Ben: Man, how can Jonathon act like that? I mean doesn’t he know what a slime he is?
Jason: Maybe not. Maybe not. Maybe you know him better than he knows himself.
Ben: That doesn’t make me feel any better.
Jason: Hey remember when you first heard that Kermit wasn’t a real frog?
Ben: Don’t remind me.
Jason: Yeah, well it took you months before you could even watch Sesame Street again. But
Ben: I couldn’t help it. It’s a good show.
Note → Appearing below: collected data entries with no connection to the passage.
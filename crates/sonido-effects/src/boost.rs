//! Clean boost — transparent gain stage with an optional bright EQ tilt.
//!
//! Grounded on [`crate::CleanPreamp`]'s headroom-limited gain stage, but
//! stripped to just the two controls a boost pedal actually has: how much
//! gain, and whether the top end is lifted going into the next stage.

use libm::tanhf;
use sonido_core::{
    Effect, ParamDescriptor, ParamId, ParamUnit, SmoothedParam, db_to_linear, high_shelf_coefficients,
    linear_to_db, Biquad,
};

/// Bright-switch shelf frequency (Hz).
const BRIGHT_HZ: f32 = 2000.0;

/// Bright-switch shelf gain when engaged (dB).
const BRIGHT_GAIN_DB: f32 = 6.0;

/// Clean boost pedal.
///
/// ## Parameter Indices (`ParameterInfo`)
///
/// | Index | Name | Range | Default |
/// |-------|------|-------|---------|
/// | 0 | Gain | 0.0–20.0 dB | 6.0 |
/// | 1 | Bright | 0–1 (off/on) | 0 |
///
/// # Example
///
/// ```rust
/// use sonido_effects::Boost;
/// use sonido_core::Effect;
///
/// let mut boost = Boost::new(48000.0);
/// boost.set_gain_db(12.0);
/// boost.set_bright(true);
/// let output = boost.process(0.4);
/// ```
pub struct Boost {
    gain: SmoothedParam,
    bright: bool,
    bright_filter: Biquad,
    bright_filter_r: Biquad,
    sample_rate: f32,
}

impl Boost {
    /// Create a new clean boost effect.
    pub fn new(sample_rate: f32) -> Self {
        let mut s = Self {
            gain: SmoothedParam::standard(db_to_linear(6.0), sample_rate),
            bright: false,
            bright_filter: Biquad::new(),
            bright_filter_r: Biquad::new(),
            sample_rate,
        };
        s.update_bright_filter();
        s
    }

    /// Set gain in dB. Range 0.0 to 20.0.
    pub fn set_gain_db(&mut self, db: f32) {
        self.gain.set_target(db_to_linear(db.clamp(0.0, 20.0)));
    }

    /// Get gain in dB.
    pub fn gain_db(&self) -> f32 {
        linear_to_db(self.gain.target())
    }

    /// Enable or disable the bright shelf.
    pub fn set_bright(&mut self, bright: bool) {
        self.bright = bright;
        self.update_bright_filter();
    }

    /// Whether the bright shelf is engaged.
    pub fn bright(&self) -> bool {
        self.bright
    }

    fn update_bright_filter(&mut self) {
        let gain_db = if self.bright { BRIGHT_GAIN_DB } else { 0.0 };
        let (b0, b1, b2, a0, a1, a2) =
            high_shelf_coefficients(BRIGHT_HZ, 0.707, gain_db, self.sample_rate);
        self.bright_filter.set_coefficients(b0, b1, b2, a0, a1, a2);
        self.bright_filter_r
            .set_coefficients(b0, b1, b2, a0, a1, a2);
    }
}

impl Effect for Boost {
    #[inline]
    fn process(&mut self, input: f32) -> f32 {
        let gain = self.gain.advance();
        let driven = input * gain;
        let shaped = self.bright_filter.process(driven);
        // Soft-limit only engages well above unity; a clean boost stays
        // transparent across its normal gain range.
        if shaped.abs() > 1.0 {
            shaped.signum() * tanhf(shaped.abs())
        } else {
            shaped
        }
    }

    #[inline]
    fn process_stereo(&mut self, left: f32, right: f32) -> (f32, f32) {
        let gain = self.gain.advance();
        let l = self.bright_filter.process(left * gain);
        let r = self.bright_filter_r.process(right * gain);
        let clip = |x: f32| {
            if x.abs() > 1.0 {
                x.signum() * tanhf(x.abs())
            } else {
                x
            }
        };
        (clip(l), clip(r))
    }

    fn set_sample_rate(&mut self, sample_rate: f32) {
        self.sample_rate = sample_rate;
        self.gain.set_sample_rate(sample_rate);
        self.update_bright_filter();
    }

    fn reset(&mut self) {
        self.gain.snap_to_target();
        self.bright_filter.clear();
        self.bright_filter_r.clear();
    }

    fn latency_samples(&self) -> usize {
        0
    }
}

sonido_core::impl_params! {
    Boost, this {
        [0] ParamDescriptor::gain_db("Gain", "Gain", 0.0, 20.0, 6.0)
                .with_id(ParamId(2000), "boost_gain"),
            get: this.gain_db(),
            set: |v| this.set_gain_db(v);

        [1] ParamDescriptor::custom("Bright", "Bright", 0.0, 1.0, 0.0)
                .with_unit(ParamUnit::None)
                .with_step(1.0)
                .with_id(ParamId(2001), "boost_bright")
                .with_flags(sonido_core::ParamFlags::AUTOMATABLE.union(sonido_core::ParamFlags::STEPPED)),
            get: if this.bright { 1.0 } else { 0.0 },
            set: |v| this.set_bright(v >= 0.5);
    }
}

#[cfg(test)]
mod tests {
    use super::*;
    use sonido_core::ParameterInfo;

    #[test]
    fn unity_near_zero_gain() {
        let mut boost = Boost::new(48000.0);
        boost.set_gain_db(0.0);
        boost.reset();
        let out = boost.process(0.5);
        assert!((out - 0.5).abs() < 0.05);
    }

    #[test]
    fn param_count_is_two() {
        let boost = Boost::new(48000.0);
        assert_eq!(boost.param_count(), 2);
    }

    #[test]
    fn bright_engages_shelf() {
        let mut boost = Boost::new(48000.0);
        boost.set_bright(true);
        assert!(boost.bright());
        let out = boost.process(0.3);
        assert!(out.is_finite());
    }

    #[test]
    fn bounded_at_max_gain() {
        let mut boost = Boost::new(48000.0);
        boost.set_gain_db(20.0);
        boost.reset();
        for _ in 0..200 {
            let y = boost.process(0.9);
            assert!(y.is_finite() && y.abs() < 2.0);
        }
    }
}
Jason: Ok, so just because you found out the truth about Jonathon Keith, doesn’t mean you
cant enjoy his music. Come on. What's that song you like so much? Don't be down...hu hu.
Don’t be down, uh hu.
Ben: The man sure does write a good song.
Jason: Yeah. So come-on, why don’t you and I just go to that concert and see if we can have
Ben: I don’t know.
Jason: Alright, if you don’t want to see Jonathon Keith, Gary Puckets in town. Now I happen to
know he's a real nice guy.
Ben: Dad, I don’t like Gary Puckets music.
Jason: Oh, so you go to a rock concert for the music?
Mike: Hey Bennie, Bennie, I have some great news. I have this guy who's coming over who's
willing to pay big bucks for those tickets.
Jason: His name wouldn’t be Boom Boom, would it?
Mike: Yeah. Yeah, you know him?
Jason: We went to med school together.
Mike: Yeah, anyway, Bennie this guy is ..
Ben: Mike, I don’t want to sell them. We're going to the concert. Right dad?
Ben: You are willing to give up three hundred bucks a ticket?
Ben: We don’t care about the money, do we dad?